Data for this task below:

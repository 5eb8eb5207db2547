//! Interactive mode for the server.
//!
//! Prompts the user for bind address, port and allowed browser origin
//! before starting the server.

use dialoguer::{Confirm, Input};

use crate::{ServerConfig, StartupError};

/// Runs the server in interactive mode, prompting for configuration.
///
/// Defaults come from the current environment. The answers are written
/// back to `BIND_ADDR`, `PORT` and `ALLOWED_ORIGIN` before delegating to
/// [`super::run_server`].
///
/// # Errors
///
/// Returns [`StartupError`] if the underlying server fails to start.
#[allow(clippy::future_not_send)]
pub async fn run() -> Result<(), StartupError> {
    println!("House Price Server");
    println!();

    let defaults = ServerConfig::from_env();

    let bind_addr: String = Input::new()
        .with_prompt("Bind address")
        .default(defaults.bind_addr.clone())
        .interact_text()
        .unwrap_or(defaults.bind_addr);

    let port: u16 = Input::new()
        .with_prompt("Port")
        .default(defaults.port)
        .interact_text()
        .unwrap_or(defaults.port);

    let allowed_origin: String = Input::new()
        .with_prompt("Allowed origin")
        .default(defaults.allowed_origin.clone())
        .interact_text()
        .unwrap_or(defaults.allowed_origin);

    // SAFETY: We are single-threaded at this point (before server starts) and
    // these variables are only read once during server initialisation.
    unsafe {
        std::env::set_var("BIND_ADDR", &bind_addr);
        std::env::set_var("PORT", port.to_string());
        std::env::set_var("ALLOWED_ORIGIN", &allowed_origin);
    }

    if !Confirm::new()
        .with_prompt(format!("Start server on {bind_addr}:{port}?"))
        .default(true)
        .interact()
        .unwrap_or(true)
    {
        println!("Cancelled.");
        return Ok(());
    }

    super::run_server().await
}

End of Data for this task.

Exercise objective: Starting from the line that contains "server starts) and", give again every line to the last line of the data, exactly. Include nothing else.

Task solution:
    // SAFETY: We are single-threaded at this point (before server starts) and
    // these variables are only read once during server initialisation.
    unsafe {
        std::env::set_var("BIND_ADDR", &bind_addr);
        std::env::set_var("PORT", port.to_string());
        std::env::set_var("ALLOWED_ORIGIN", &allowed_origin);
    }

    if !Confirm::new()
        .with_prompt(format!("Start server on {bind_addr}:{port}?"))
        .default(true)
        .interact()
        .unwrap_or(true)
    {
        println!("Cancelled.");
        return Ok(());
    }

    super::run_server().await
}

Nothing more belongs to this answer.